French novelist (1861–1925)

Michel Jean Pierre Verne (3 August 1861 - 5 March 1925) was a French novelist and editor, who was the son of Jules Verne. He was best known for his adventure novels, which included The Lighthouse at the End of the World (1905), The Golden Volcano (1906), and The Thompson Travel Agency (1907).

==Early life and education==
Michel was born in Paris, France. Because of his wayward behaviour, he was sent by his father to Mettray Penal Colony, a private reformatory near Tours, for six months during 1876. By the age of 19, he caused a scandal by eloping with, Clémence-Thérèse Taton, an actress despite his famous father's objections. By 1883, his father was reconciled to the marriage and Michel got married—only to abandon his newlywed wife and begin a relationship with 16-year-old Jeanne Reboul, with whom he had two children before his divorce was finalized. These and other issues strained the relationship between Michel and his father, but by the time Jules died in 1905, relations between them had improved and they had collaborated on some stories.

==Career==
Michel was in charge of publishing many of his father's last manuscripts, and it is rumored that Michel may have written some of them himself. Works previously attributed to Jules Verne but now considered to have been written by Michel include The Lighthouse at the End of the World, The Golden Volcano (in two parts, Claim On Forty Mile Creek and Flood and Flame) and The Thompson Travel Agency. Michel Verne wrote in a similar genre to his father, and was considered by his father to be a good writer, but his works are now generally considered to be inferior to those of his father.

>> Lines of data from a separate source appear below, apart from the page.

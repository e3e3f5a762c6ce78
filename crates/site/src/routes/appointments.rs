//! Appointment booking route handlers.
//!
//! The booking form is a public page, but submitting it requires a
//! logged-in user; the guard bounces anonymous submitters to login and
//! brings them back here afterwards.

use askama::Template;
use askama_web::WebTemplate;
use axum::{
    Form,
    extract::State,
    response::{IntoResponse, Response},
};
use serde::Deserialize;
use tower_sessions::Session as CookieSession;
use tracing::instrument;

use crate::backend::types::AppointmentInput;
use crate::filters;
use crate::middleware::{CurrentActor, RequireAuth};
use crate::state::AppState;

use super::Nav;

/// Services offered on the booking form.
pub const SERVICES: &[&str] = &[
    "CCTV Installation",
    "CCTV Repair",
    "Annual Maintenance",
    "Site Survey",
];

/// Appointment booking page template.
#[derive(Template, WebTemplate)]
#[template(path = "appointment.html")]
pub struct AppointmentTemplate {
    pub nav: Nav,
    pub services: &'static [&'static str],
    pub error: Option<String>,
    pub success: bool,
    pub name: String,
    pub email: String,
}

/// Appointment booking form data.
#[derive(Debug, Deserialize)]
pub struct AppointmentForm {
    pub name: String,
    pub email: String,
    pub mob_no: String,
    pub address: String,
    pub selected_service: String,
    pub appointment_date: String,
    pub appointment_time: String,
    #[serde(default)]
    pub description: Option<String>,
}

/// Display the appointment booking form.
///
/// GET /book-appointment
///
/// Signed-in visitors get their contact details prefilled.
#[instrument(skip(actor))]
pub async fn form(actor: CurrentActor) -> impl IntoResponse {
    let current = actor.0;
    let (name, email) = current
        .current_user()
        .map(|user| (user.name.clone(), user.email.as_ref().to_string()))
        .unwrap_or_default();

    AppointmentTemplate {
        nav: Nav::from(&current),
        services: SERVICES,
        error: None,
        success: false,
        name,
        email,
    }
}

/// Book an appointment.
///
/// POST /book-appointment
///
/// Requires a logged-in user. If the backend rejects the stored token
/// the session is torn down and the visitor is sent back through login.
#[instrument(skip(state, session, auth, form), fields(user_id = %auth.0.profile.id))]
pub async fn book(
    State(state): State<AppState>,
    session: CookieSession,
    auth: RequireAuth,
    Form(form): Form<AppointmentForm>,
) -> Response {
    let authed = auth.0;
    let nav = Nav {
        authenticated: true,
        admin: authed.profile.is_admin(),
        name: authed.profile.name.clone(),
    };

    let input = AppointmentInput {
        name: form.name.trim().to_string(),
        email: form.email.trim().to_lowercase(),
        mob_no: form.mob_no.trim().to_string(),
        address: form.address.trim().to_string(),
        selected_service: form.selected_service,
        appointment_date: form.appointment_date,
        appointment_time: form.appointment_time,
        description: form
            .description
            .as_deref()
            .map(str::trim)
            .filter(|d| !d.is_empty())
            .map(ToString::to_string),
    };

    if input.name.is_empty()
        || input.email.is_empty()
        || input.mob_no.is_empty()
        || input.address.is_empty()
        || input.appointment_date.is_empty()
        || input.appointment_time.is_empty()
    {
        return AppointmentTemplate {
            nav,
            services: SERVICES,
            error: Some("Please fill in all required fields.".to_string()),
            success: false,
            name: input.name,
            email: input.email,
        }
        .into_response();
    }

    match state.backend().book_appointment(&authed.token, &input).await {
        Ok(appointment) => {
            tracing::info!(appointment_id = %appointment.id, "appointment booked");
            AppointmentTemplate {
                nav,
                services: SERVICES,
                error: None,
                success: true,
                name: authed.profile.name.clone(),
                email: authed.profile.email.as_ref().to_string(),
            }
            .into_response()
        }
        Err(err) if err.is_auth_rejected() => {
            tracing::warn!("token rejected while booking appointment");
            super::auth_rejected_response(&state, &session, "/book-appointment").await
        }
        Err(err) => {
            tracing::error!(error = %err, "appointment booking failed");
            AppointmentTemplate {
                nav,
                services: SERVICES,
                error: Some(err.user_message()),
                success: false,
                name: input.name,
                email: input.email,
            }
            .into_response()
        }
    }
}
//! Core types for Unique CCTV.
//!
//! This module provides type-safe wrappers for common domain concepts.

pub mod email;
pub mod id;
pub mod price;
pub mod role;
pub mod user;

pub use email::{Email, EmailError};
pub use id::*;
pub use price::Price;
pub use role::Role;
pub use user::UserProfile;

Some of his works, like Un Express de L'Avenir and In the Year 2889 are notable for their use of pneumatic tubes.

==Works by Michel Verne==
- The Thompson Travel Agency (1907)
- La Destinée de Jean Morénas
- L'Éternel Adam (The Eternal Adam, Short Story)
- Un Express de L'Avenir
- A Great Transatlantic Subway (Short Story)
- In the Year 2889 (Short Story)
- Survivors of the Jonathan (published in two parts in English as Masterless Man and Unwilling Dictator)
- The Barsac Mission (1914)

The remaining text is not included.